# The problem
Repeat the whole listing below with nothing added or dropped.

# Information supplied
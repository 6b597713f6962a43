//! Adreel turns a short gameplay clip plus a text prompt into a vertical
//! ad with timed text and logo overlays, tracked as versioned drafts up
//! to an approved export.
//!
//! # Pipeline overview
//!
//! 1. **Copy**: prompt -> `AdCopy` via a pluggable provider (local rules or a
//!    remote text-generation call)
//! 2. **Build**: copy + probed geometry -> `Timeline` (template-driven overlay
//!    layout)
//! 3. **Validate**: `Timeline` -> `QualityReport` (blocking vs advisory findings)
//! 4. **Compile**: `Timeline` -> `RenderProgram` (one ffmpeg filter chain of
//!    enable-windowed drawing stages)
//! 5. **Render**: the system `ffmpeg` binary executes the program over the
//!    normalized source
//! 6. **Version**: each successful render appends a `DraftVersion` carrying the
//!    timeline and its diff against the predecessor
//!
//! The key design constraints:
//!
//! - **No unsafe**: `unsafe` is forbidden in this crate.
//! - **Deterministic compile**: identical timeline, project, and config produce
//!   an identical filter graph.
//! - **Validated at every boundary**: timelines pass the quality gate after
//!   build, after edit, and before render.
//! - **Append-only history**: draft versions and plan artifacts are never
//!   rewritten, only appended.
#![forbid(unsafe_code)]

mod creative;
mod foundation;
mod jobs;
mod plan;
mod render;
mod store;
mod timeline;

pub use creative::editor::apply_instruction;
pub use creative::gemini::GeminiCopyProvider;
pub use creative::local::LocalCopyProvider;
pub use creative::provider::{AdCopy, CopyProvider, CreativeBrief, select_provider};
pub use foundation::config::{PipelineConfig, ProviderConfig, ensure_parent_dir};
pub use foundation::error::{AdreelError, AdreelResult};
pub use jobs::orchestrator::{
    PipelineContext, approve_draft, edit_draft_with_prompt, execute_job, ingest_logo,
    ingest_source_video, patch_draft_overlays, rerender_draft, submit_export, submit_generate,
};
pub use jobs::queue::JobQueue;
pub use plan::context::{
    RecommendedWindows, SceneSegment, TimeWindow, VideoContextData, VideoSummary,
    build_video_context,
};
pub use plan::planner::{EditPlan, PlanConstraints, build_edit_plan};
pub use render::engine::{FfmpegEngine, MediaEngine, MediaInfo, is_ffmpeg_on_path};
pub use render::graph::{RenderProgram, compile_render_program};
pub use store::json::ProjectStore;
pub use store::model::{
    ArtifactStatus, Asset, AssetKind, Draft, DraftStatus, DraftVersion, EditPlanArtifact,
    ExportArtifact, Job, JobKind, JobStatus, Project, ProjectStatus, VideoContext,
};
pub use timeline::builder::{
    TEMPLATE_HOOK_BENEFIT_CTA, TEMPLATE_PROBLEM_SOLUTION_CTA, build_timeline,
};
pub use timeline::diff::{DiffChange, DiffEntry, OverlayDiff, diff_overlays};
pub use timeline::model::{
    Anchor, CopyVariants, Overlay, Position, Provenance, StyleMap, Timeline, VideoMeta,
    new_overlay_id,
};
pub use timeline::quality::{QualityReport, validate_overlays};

# Answer section
repository 6b597713f6962a43
//! Adreel turns a short gameplay clip plus a text prompt into a vertical
//! ad with timed text and logo overlays, tracked as versioned drafts up
//! to an approved export.
//!
//! # Pipeline overview
//!
//! 1. **Copy**: prompt -> `AdCopy` via a pluggable provider (local rules or a
//!    remote text-generation call)
//! 2. **Build**: copy + probed geometry -> `Timeline` (template-driven overlay
//!    layout)
//! 3. **Validate**: `Timeline` -> `QualityReport` (blocking vs advisory findings)
//! 4. **Compile**: `Timeline` -> `RenderProgram` (one ffmpeg filter chain of
//!    enable-windowed drawing stages)
//! 5. **Render**: the system `ffmpeg` binary executes the program over the
//!    normalized source
//! 6. **Version**: each successful render appends a `DraftVersion` carrying the
//!    timeline and its diff against the predecessor
//!
//! The key design constraints:
//!
//! - **No unsafe**: `unsafe` is forbidden in this crate.
//! - **Deterministic compile**: identical timeline, project, and config produce
//!   an identical filter graph.
//! - **Validated at every boundary**: timelines pass the quality gate after
//!   build, after edit, and before render.
//! - **Append-only history**: draft versions and plan artifacts are never
//!   rewritten, only appended.
#![forbid(unsafe_code)]

mod creative;
mod foundation;
mod jobs;
mod plan;
mod render;
mod store;
mod timeline;

pub use creative::editor::apply_instruction;
pub use creative::gemini::GeminiCopyProvider;
pub use creative::local::LocalCopyProvider;
pub use creative::provider::{AdCopy, CopyProvider, CreativeBrief, select_provider};
pub use foundation::config::{PipelineConfig, ProviderConfig, ensure_parent_dir};
pub use foundation::error::{AdreelError, AdreelResult};
pub use jobs::orchestrator::{
    PipelineContext, approve_draft, edit_draft_with_prompt, execute_job, ingest_logo,
    ingest_source_video, patch_draft_overlays, rerender_draft, submit_export, submit_generate,
};
pub use jobs::queue::JobQueue;
pub use plan::context::{
    RecommendedWindows, SceneSegment, TimeWindow, VideoContextData, VideoSummary,
    build_video_context,
};
pub use plan::planner::{EditPlan, PlanConstraints, build_edit_plan};
pub use render::engine::{FfmpegEngine, MediaEngine, MediaInfo, is_ffmpeg_on_path};
pub use render::graph::{RenderProgram, compile_render_program};
pub use store::json::ProjectStore;
pub use store::model::{
    ArtifactStatus, Asset, AssetKind, Draft, DraftStatus, DraftVersion, EditPlanArtifact,
    ExportArtifact, Job, JobKind, JobStatus, Project, ProjectStatus, VideoContext,
};
pub use timeline::builder::{
    TEMPLATE_HOOK_BENEFIT_CTA, TEMPLATE_PROBLEM_SOLUTION_CTA, build_timeline,
};
pub use timeline::diff::{DiffChange, DiffEntry, OverlayDiff, diff_overlays};
pub use timeline::model::{
    Anchor, CopyVariants, Overlay, Position, Provenance, StyleMap, Timeline, VideoMeta,
    new_overlay_id,
};
pub use timeline::quality::{QualityReport, validate_overlays};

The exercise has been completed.